Here, we describe a contactless method to fabricate microfluidic devices on demand, where the only “building” materials used are those in the biocompatible trio—cell media, the immiscible fluorocarbon FC40, and a polystyrene Petri dish. FC40 is “jetted” from a dispensing needle through bulk FC40 and media on to the untreated bottom of a dish. Complex microfluidic structures with features <50 µm in size can be produced reproducibly with high accuracy in minutes. The aqueous phase is confined by fluid walls—media:FC40 interfaces—which are robust yet easily pierced (so liquids can be added/removed through them at any preselected point) whilst being transparent. The physics underlying flow during such jetting is complex;[12–15] therefore, we establish appropriate conditions. We then exploit jetting to “beat” the Poisson limit to clone single mammalian cells, subculture them (again using a contactless method), and perfuse them steadily with fresh media for a week.

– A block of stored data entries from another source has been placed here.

use std::{fmt::Display, sync::Arc};

use anyhow::{Context, anyhow};
use log::{debug, info, warn};
use tokio::sync::mpsc;

use crate::{
    Cancellation, DispatchRateLimiter, FetchConfig, Issue, IssueCrawler, IssueFetcher,
    PageRequest, RepositoryIdentifier, StdResult, WorkerPool,
};

/// Capacity of the page queue; a page is enqueued once the previous one is claimed.
const PAGE_QUEUE_CAPACITY: usize = 1;

/// Capacity of the issue sink between the workers and the aggregator.
const ISSUE_SINK_CAPACITY: usize = 100;

/// The phases of a crawl.
#[derive(Debug, Clone, Copy, PartialEq, Eq)]
pub enum CrawlPhase {
    Init,
    Priming,
    Dispatching,
    Draining,
    Completed,
    Aborted,
}

impl Display for CrawlPhase {
    fn fmt(&self, f: &mut std::fmt::Formatter<'_>) -> std::fmt::Result {
        let phase = match self {
            CrawlPhase::Init => "init",
            CrawlPhase::Priming => "priming",
            CrawlPhase::Dispatching => "dispatching",
            CrawlPhase::Draining => "draining",
            CrawlPhase::Completed => "completed",
            CrawlPhase::Aborted => "aborted",
        };
        write!(f, "{phase}")
    }
}

/// A crawler fetching the pages of a repository issues concurrently.
///
/// The first page is fetched alone to learn the page count, then the other pages are
/// dispatched at a bounded rate to a pool of workers. Every fetch start, the first page
/// included, is admitted by one limiter shared across the crawl, so slow pages never
/// release a burst of fetches.
pub struct ParallelIssueCrawler {
    /// The page fetcher shared by the workers
    fetcher: Arc<dyn IssueFetcher>,

    config: FetchConfig,
}

impl ParallelIssueCrawler {
    /// Creates a new `ParallelIssueCrawler` instance with the given fetcher and configuration.
    pub fn new(fetcher: Arc<dyn IssueFetcher>, config: FetchConfig) -> Self {
        Self { fetcher, config }
    }

    fn enter(repository: &dyn Display, phase: CrawlPhase) {
        debug!("Crawl of {repository} entering {phase} phase");
    }

    /// Enqueues the pages `2..=last_page` one by one as the rate limiter admits them.
    ///
    /// Returns the number of pages enqueued.
    async fn dispatch_pages(
        &self,
        repository: &RepositoryIdentifier,
        last_page: u32,
        pages: mpsc::Sender<PageRequest>,
        cancellation: &Cancellation,
    ) -> StdResult<u32> {
        let rate_limiter = DispatchRateLimiter::new(self.config.dispatch_interval);
        let mut total_dispatched = 0;
        for page in 2..=last_page {
            tokio::select! {
                biased;
                _ = cancellation.cancelled() => break,
                _ = rate_limiter.admit() => {}
            }
            let request = PageRequest::try_new(repository.clone(), page)?;
            let sent = tokio::select! {
                biased;
                _ = cancellation.cancelled() => break,
                sent = pages.send(request) => sent,
            };
            if sent.is_err() {
                warn!("Page queue closed, {page}/{last_page} not dispatched");
                break;
            }
            total_dispatched += 1;
        }

        Ok(total_dispatched)
    }
}

#[async_trait::async_trait]
impl IssueCrawler for ParallelIssueCrawler {
    async fn crawl(&self, repository: &str) -> StdResult<Vec<Issue>> {
        Self::enter(&repository, CrawlPhase::Init);
        let repository: RepositoryIdentifier = repository.parse()?;
        self.config.validate()?;

        Self::enter(&repository, CrawlPhase::Priming);
        let fetch_rate_limiter = Arc::new(DispatchRateLimiter::new(self.config.dispatch_interval));
        fetch_rate_limiter.admit().await;
        let first_page = self
            .fetcher
            .fetch(&PageRequest::try_new(repository.clone(), 1)?)
            .await
            .with_context(|| format!("Failed to fetch page 1 of {repository}"))?;
        let last_page = first_page.last_page().max(1);
        info!("Crawling {last_page} pages of {repository} issues");

        Self::enter(&repository, CrawlPhase::Dispatching);
        let (page_sender, page_receiver) = mpsc::channel(PAGE_QUEUE_CAPACITY);
        let (issue_sender, mut issue_receiver) = mpsc::channel(ISSUE_SINK_CAPACITY);
        let cancellation = Cancellation::new();

        let mut issues = first_page.into_issues();
        let aggregator = tokio::spawn(async move {
            while let Some(issue) = issue_receiver.recv().await {
                issues.push(issue);
            }
            issues
        });
        let pool = WorkerPool::new(
            Arc::clone(&self.fetcher),
            self.config.worker_count,
            fetch_rate_limiter,
        );
        let pool_cancellation = cancellation.clone();
        let pool_handle = tokio::spawn(async move {
            pool.run(page_receiver, issue_sender, pool_cancellation)
                .await
        });

        let dispatched = self
            .dispatch_pages(&repository, last_page, page_sender, &cancellation)
            .await;
        match &dispatched {
            Ok(total_dispatched) => debug!("Dispatched {total_dispatched} pages of {repository}"),
            Err(_) => {
                cancellation.cancel();
            }
        }

        Self::enter(&repository, CrawlPhase::Draining);
        let pool_result = pool_handle
            .await
            .map_err(|e| anyhow!(e).context("Worker pool task failed"))
            .and_then(|result| result)
            .and(dispatched.map(|_| ()));
        let issues = aggregator
            .await
            .map_err(|e| anyhow!(e).context("Issue aggregator task failed"))?;

        match pool_result {
            Ok(()) => {
                Self::enter(&repository, CrawlPhase::Completed);
                info!("Crawled {} issues of {repository}", issues.len());

                Ok(issues)
            }
            Err(e) => {
                Self::enter(&repository, CrawlPhase::Aborted);
                warn!(
                    "Discarding {} issues of {repository} after failure",
                    issues.len()
                );

                Err(e)
            }
        }
    }
}
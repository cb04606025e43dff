use crate::{PageRequest, PageResponse, StdResult};

/// A trait for fetching one page of the issues of a repository from the API.
#[cfg_attr(test, mockall::automock)]
#[async_trait::async_trait]
pub trait IssueFetcher: Sync + Send {
    /// Fetches the issues of the requested page along with the pagination metadata.
    ///
    /// A throttling response is reported as a [`FetcherError::Throttled`](crate::FetcherError::Throttled) error.
    async fn fetch(&self, request: &PageRequest) -> StdResult<PageResponse>;
}
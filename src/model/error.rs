use thiserror::Error;

/// The standard result type used throughout the application.
pub type StdResult<T> = Result<T, anyhow::Error>;

/// Fetcher error
#[derive(Error, Debug, PartialEq, Eq)]
pub enum FetcherError {
    /// The repository identifier is not of the form `org/name`
    #[error("Invalid repository identifier: {0}")]
    InvalidRepository(String),

    /// The page number is not 1-based
    #[error("Invalid page number: {0}, pages are numbered from 1")]
    InvalidPage(u32),

    /// The API rejected the call because the rate limit is exhausted
    #[error("Throttled by the API on page {page} (status {status})")]
    Throttled { page: u32, status: u16 },

    /// The call did not reach the API or the connection failed
    #[error("Transport error on page {page}: {message}")]
    Transport { page: u32, message: String },

    /// The response body could not be decoded into issues
    #[error("Decoding error on page {page}: {message}")]
    Decode { page: u32, message: String },

    /// The API answered with a non successful status
    #[error("Remote error on page {page} (status {status}): {message}")]
    Remote {
        page: u32,
        status: u16,
        message: String,
    },
}

impl FetcherError {
    /// Checks whether an error returned by a fetcher is a throttling response.
    pub fn is_throttled(error: &anyhow::Error) -> bool {
        matches!(
            error.downcast_ref::<FetcherError>(),
            Some(FetcherError::Throttled { .. })
        )
    }
}

#[cfg(test)]
mod tests {
    use anyhow::anyhow;

    use super::*;

    #[test]
    fn throttled_error_is_detected_through_anyhow() {
        let error: anyhow::Error = FetcherError::Throttled {
            page: 3,
            status: 403,
        }
        .into();

        assert!(FetcherError::is_throttled(&error));
    }

    #[test]
    fn throttled_error_is_detected_below_context() {
        let error = anyhow::Error::from(FetcherError::Throttled {
            page: 3,
            status: 429,
        })
        .context("Fetching page 3");

        assert!(FetcherError::is_throttled(&error));
    }

    #[test]
    fn other_errors_are_not_throttled() {
        let decode: anyhow::Error = FetcherError::Decode {
            page: 4,
            message: "missing field `title`".to_string(),
        }
        .into();
        let opaque = anyhow!("Connection reset");

        assert!(!FetcherError::is_throttled(&decode));
        assert!(!FetcherError::is_throttled(&opaque));
    }
}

Figure 1a illustrates the approach. The bottom of a standard tissue-culture dish is covered with a film of cell-growth media, and an FC40 overlay added to prevent evaporation. A dispensing needle filled with FC40, connected to a syringe pump, and held by a three-way traverse is now lowered below the surface of the fluorocarbon; starting the pump jets FC40 on to the dish to push media aside. As FC40 has a low equilibrium contact angle (CA) on polystyrene (<10°), it wets it better than media (equilibrium CA ≈50°), so it adheres to the bottom. Moving the microjet sideways then creates a line of FC40 on the dish, and drawing more lines creates a grid with 256 chambers in <2 min (Figure 1b; Movie S1, Supporting Information). Each chamber is isolated from others by liquid walls of FC40 pinned to polystyrene. Interfacial forces dictate chamber geometry—a spherical cap sitting on a square footprint (height ≈75 µm; volume ≈100 nL). Up to ≈900 nL more media can be pipetted into chambers as fluid walls morph above unchanging footprints. Chambers are then used like wells in microplates: liquids are added/removed to/from them by pipetting through FC40 instead of air. The maximum and minimum volumes that can be held in chambers without altering footprints are determined by advancing and receding contact angles; addition of too much media inevitably merges adjacent chambers. Even so, chambers accept a manyfold wider range of volume than equally spaced wells in a microplate, whilst containing ≈1000th the volume. Consequently, if chambers contain cells, the volume ratio of intra- to extracellular fluid more closely resembles that in vivo. Importantly, this method is contactless: the nozzle touches neither dish nor media. Moreover, one pipet tip can add/extract reagents to/from many chambers without detectable cross-contamination (shown—for example—by seeding bacteria in every other chamber, adding media to all through one tip, and finding that bacteria grow only in inoculated chambers as others remain sterile). In other words, a tip is washed effectively by passage through FC40 between chambers, and—when using cells—we make doubly sure by additionally washing in 70% ethanol.